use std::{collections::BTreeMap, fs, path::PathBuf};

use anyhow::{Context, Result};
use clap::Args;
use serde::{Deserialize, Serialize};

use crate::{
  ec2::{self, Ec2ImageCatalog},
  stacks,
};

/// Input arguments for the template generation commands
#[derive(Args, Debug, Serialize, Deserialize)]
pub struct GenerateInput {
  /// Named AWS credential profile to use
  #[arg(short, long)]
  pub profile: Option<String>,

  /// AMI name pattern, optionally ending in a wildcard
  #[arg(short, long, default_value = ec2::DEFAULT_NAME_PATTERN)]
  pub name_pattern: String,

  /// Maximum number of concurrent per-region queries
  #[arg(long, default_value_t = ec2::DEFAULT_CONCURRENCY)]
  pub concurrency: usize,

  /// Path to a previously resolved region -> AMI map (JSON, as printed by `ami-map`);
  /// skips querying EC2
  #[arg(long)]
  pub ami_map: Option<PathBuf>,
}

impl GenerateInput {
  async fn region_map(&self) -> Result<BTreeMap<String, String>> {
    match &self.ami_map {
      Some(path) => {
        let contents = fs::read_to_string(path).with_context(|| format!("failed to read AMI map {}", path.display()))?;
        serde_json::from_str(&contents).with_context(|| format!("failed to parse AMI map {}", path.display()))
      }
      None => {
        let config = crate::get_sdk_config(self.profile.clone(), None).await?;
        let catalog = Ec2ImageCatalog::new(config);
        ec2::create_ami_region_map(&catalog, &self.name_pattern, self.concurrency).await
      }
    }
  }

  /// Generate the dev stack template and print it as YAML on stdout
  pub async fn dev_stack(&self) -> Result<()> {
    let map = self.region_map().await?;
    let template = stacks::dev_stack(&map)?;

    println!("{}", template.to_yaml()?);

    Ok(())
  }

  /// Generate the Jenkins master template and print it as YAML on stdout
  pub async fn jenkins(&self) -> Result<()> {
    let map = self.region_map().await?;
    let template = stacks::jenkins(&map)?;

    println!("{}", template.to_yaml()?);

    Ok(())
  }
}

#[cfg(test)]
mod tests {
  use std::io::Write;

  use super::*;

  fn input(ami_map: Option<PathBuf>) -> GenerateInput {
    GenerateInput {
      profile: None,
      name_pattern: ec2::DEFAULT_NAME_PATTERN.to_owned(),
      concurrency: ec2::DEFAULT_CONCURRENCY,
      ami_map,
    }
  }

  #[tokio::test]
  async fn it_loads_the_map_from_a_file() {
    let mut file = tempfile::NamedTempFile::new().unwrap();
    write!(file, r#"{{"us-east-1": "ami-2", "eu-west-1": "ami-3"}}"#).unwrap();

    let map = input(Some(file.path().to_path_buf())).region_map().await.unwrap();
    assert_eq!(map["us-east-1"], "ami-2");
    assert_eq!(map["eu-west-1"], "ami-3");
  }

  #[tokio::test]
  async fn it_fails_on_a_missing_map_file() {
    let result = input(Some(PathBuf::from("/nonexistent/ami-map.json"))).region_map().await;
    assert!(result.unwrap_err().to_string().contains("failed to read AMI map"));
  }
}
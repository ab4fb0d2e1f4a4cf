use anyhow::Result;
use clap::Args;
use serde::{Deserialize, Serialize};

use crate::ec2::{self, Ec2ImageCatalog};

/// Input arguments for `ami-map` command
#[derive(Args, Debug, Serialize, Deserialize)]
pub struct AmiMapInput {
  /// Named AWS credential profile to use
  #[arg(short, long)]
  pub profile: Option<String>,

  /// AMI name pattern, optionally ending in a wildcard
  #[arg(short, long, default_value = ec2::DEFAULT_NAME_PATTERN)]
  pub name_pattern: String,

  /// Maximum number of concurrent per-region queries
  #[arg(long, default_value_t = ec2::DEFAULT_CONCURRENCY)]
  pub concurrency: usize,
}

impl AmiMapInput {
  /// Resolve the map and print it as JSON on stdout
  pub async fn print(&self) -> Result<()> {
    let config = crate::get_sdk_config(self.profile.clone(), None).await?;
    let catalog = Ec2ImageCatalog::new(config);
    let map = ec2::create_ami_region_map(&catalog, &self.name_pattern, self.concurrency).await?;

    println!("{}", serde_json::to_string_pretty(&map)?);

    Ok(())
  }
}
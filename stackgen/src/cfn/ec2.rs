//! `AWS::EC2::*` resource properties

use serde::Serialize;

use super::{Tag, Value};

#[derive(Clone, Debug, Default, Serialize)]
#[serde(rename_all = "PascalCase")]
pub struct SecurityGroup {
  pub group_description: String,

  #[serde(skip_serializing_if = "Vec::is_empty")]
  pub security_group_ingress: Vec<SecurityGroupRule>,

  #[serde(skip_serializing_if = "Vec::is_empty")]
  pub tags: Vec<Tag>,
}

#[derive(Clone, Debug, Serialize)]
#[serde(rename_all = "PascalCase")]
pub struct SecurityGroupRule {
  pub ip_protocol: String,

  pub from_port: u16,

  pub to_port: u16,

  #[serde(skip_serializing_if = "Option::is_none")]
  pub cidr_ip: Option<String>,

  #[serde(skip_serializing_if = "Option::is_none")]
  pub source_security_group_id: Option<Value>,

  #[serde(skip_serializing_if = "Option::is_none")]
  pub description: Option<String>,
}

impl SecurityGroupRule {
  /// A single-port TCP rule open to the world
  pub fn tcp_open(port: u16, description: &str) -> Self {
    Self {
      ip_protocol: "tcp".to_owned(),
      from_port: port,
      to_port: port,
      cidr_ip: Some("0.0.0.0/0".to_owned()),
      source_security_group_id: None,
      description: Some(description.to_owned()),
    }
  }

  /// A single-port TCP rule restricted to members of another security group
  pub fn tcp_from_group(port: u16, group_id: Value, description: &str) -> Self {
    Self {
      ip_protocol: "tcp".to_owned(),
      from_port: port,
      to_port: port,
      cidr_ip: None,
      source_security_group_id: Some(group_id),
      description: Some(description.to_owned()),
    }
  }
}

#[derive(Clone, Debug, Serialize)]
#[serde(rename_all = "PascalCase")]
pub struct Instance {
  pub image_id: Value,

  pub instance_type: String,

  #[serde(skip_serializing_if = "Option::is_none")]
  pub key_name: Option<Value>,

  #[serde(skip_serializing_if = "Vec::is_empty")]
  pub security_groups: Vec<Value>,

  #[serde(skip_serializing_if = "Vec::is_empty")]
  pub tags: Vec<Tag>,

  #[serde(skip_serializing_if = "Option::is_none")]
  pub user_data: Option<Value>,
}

_WHAT THE TASK REQUIRES_
Reproduce the whole listing without changing anything.

_SOLUTION BELOW_
use std::{collections::BTreeMap, fs, path::PathBuf};

use anyhow::{Context, Result};
use clap::Args;
use serde::{Deserialize, Serialize};

use crate::{
  ec2::{self, Ec2ImageCatalog},
  stacks,
};

/// Input arguments for the template generation commands
#[derive(Args, Debug, Serialize, Deserialize)]
pub struct GenerateInput {
  /// Named AWS credential profile to use
  #[arg(short, long)]
  pub profile: Option<String>,

  /// AMI name pattern, optionally ending in a wildcard
  #[arg(short, long, default_value = ec2::DEFAULT_NAME_PATTERN)]
  pub name_pattern: String,

  /// Maximum number of concurrent per-region queries
  #[arg(long, default_value_t = ec2::DEFAULT_CONCURRENCY)]
  pub concurrency: usize,

  /// Path to a previously resolved region -> AMI map (JSON, as printed by `ami-map`);
  /// skips querying EC2
  #[arg(long)]
  pub ami_map: Option<PathBuf>,
}

impl GenerateInput {
  async fn region_map(&self) -> Result<BTreeMap<String, String>> {
    match &self.ami_map {
      Some(path) => {
        let contents = fs::read_to_string(path).with_context(|| format!("failed to read AMI map {}", path.display()))?;
        serde_json::from_str(&contents).with_context(|| format!("failed to parse AMI map {}", path.display()))
      }
      None => {
        let config = crate::get_sdk_config(self.profile.clone(), None).await?;
        let catalog = Ec2ImageCatalog::new(config);
        ec2::create_ami_region_map(&catalog, &self.name_pattern, self.concurrency).await
      }
    }
  }

  /// Generate the dev stack template and print it as YAML on stdout
  pub async fn dev_stack(&self) -> Result<()> {
    let map = self.region_map().await?;
    let template = stacks::dev_stack(&map)?;

    println!("{}", template.to_yaml()?);

    Ok(())
  }

  /// Generate the Jenkins master template and print it as YAML on stdout
  pub async fn jenkins(&self) -> Result<()> {
    let map = self.region_map().await?;
    let template = stacks::jenkins(&map)?;

    println!("{}", template.to_yaml()?);

    Ok(())
  }
}

#[cfg(test)]
mod tests {
  use std::io::Write;

  use super::*;

  fn input(ami_map: Option<PathBuf>) -> GenerateInput {
    GenerateInput {
      profile: None,
      name_pattern: ec2::DEFAULT_NAME_PATTERN.to_owned(),
      concurrency: ec2::DEFAULT_CONCURRENCY,
      ami_map,
    }
  }

  #[tokio::test]
  async fn it_loads_the_map_from_a_file() {
    let mut file = tempfile::NamedTempFile::new().unwrap();
    write!(file, r#"{{"us-east-1": "ami-2", "eu-west-1": "ami-3"}}"#).unwrap();

    let map = input(Some(file.path().to_path_buf())).region_map().await.unwrap();
    assert_eq!(map["us-east-1"], "ami-2");
    assert_eq!(map["eu-west-1"], "ami-3");
  }

  #[tokio::test]
  async fn it_fails_on_a_missing_map_file() {
    let result = input(Some(PathBuf::from("/nonexistent/ami-map.json"))).region_map().await;
    assert!(result.unwrap_err().to_string().contains("failed to read AMI map"));
  }
}
repository ab4fb0d2e1f4a4cf
use anyhow::Result;
use clap::Args;
use serde::{Deserialize, Serialize};

use crate::ec2::{self, Ec2ImageCatalog};

/// Input arguments for `ami-map` command
#[derive(Args, Debug, Serialize, Deserialize)]
pub struct AmiMapInput {
  /// Named AWS credential profile to use
  #[arg(short, long)]
  pub profile: Option<String>,

  /// AMI name pattern, optionally ending in a wildcard
  #[arg(short, long, default_value = ec2::DEFAULT_NAME_PATTERN)]
  pub name_pattern: String,

  /// Maximum number of concurrent per-region queries
  #[arg(long, default_value_t = ec2::DEFAULT_CONCURRENCY)]
  pub concurrency: usize,
}

impl AmiMapInput {
  /// Resolve the map and print it as JSON on stdout
  pub async fn print(&self) -> Result<()> {
    let config = crate::get_sdk_config(self.profile.clone(), None).await?;
    let catalog = Ec2ImageCatalog::new(config);
    let map = ec2::create_ami_region_map(&catalog, &self.name_pattern, self.concurrency).await?;

    println!("{}", serde_json::to_string_pretty(&map)?);

    Ok(())
  }
}
filename stackgen/src/cfn/ec2.rs
//! `AWS::EC2::*` resource properties

use serde::Serialize;

use super::{Tag, Value};

#[derive(Clone, Debug, Default, Serialize)]
#[serde(rename_all = "PascalCase")]
pub struct SecurityGroup {
  pub group_description: String,

  #[serde(skip_serializing_if = "Vec::is_empty")]
  pub security_group_ingress: Vec<SecurityGroupRule>,

  #[serde(skip_serializing_if = "Vec::is_empty")]
  pub tags: Vec<Tag>,
}

#[derive(Clone, Debug, Serialize)]
#[serde(rename_all = "PascalCase")]
pub struct SecurityGroupRule {
  pub ip_protocol: String,

  pub from_port: u16,

  pub to_port: u16,

  #[serde(skip_serializing_if = "Option::is_none")]
  pub cidr_ip: Option<String>,

  #[serde(skip_serializing_if = "Option::is_none")]
  pub source_security_group_id: Option<Value>,

  #[serde(skip_serializing_if = "Option::is_none")]
  pub description: Option<String>,
}

impl SecurityGroupRule {
  /// A single-port TCP rule open to the world
  pub fn tcp_open(port: u16, description: &str) -> Self {
    Self {
      ip_protocol: "tcp".to_owned(),
      from_port: port,
      to_port: port,
      cidr_ip: Some("0.0.0.0/0".to_owned()),
      source_security_group_id: None,
      description: Some(description.to_owned()),
    }
  }

  /// A single-port TCP rule restricted to members of another security group
  pub fn tcp_from_group(port: u16, group_id: Value, description: &str) -> Self {
    Self {
      ip_protocol: "tcp".to_owned(),
      from_port: port,
      to_port: port,
      cidr_ip: None,
      source_security_group_id: Some(group_id),
      description: Some(description.to_owned()),
    }
  }
}

#[derive(Clone, Debug, Serialize)]
#[serde(rename_all = "PascalCase")]
pub struct Instance {
  pub image_id: Value,

  pub instance_type: String,

  #[serde(skip_serializing_if = "Option::is_none")]
  pub key_name: Option<Value>,

  #[serde(skip_serializing_if = "Vec::is_empty")]
  pub security_groups: Vec<Value>,

  #[serde(skip_serializing_if = "Vec::is_empty")]
  pub tags: Vec<Tag>,

  #[serde(skip_serializing_if = "Option::is_none")]
  pub user_data: Option<Value>,
}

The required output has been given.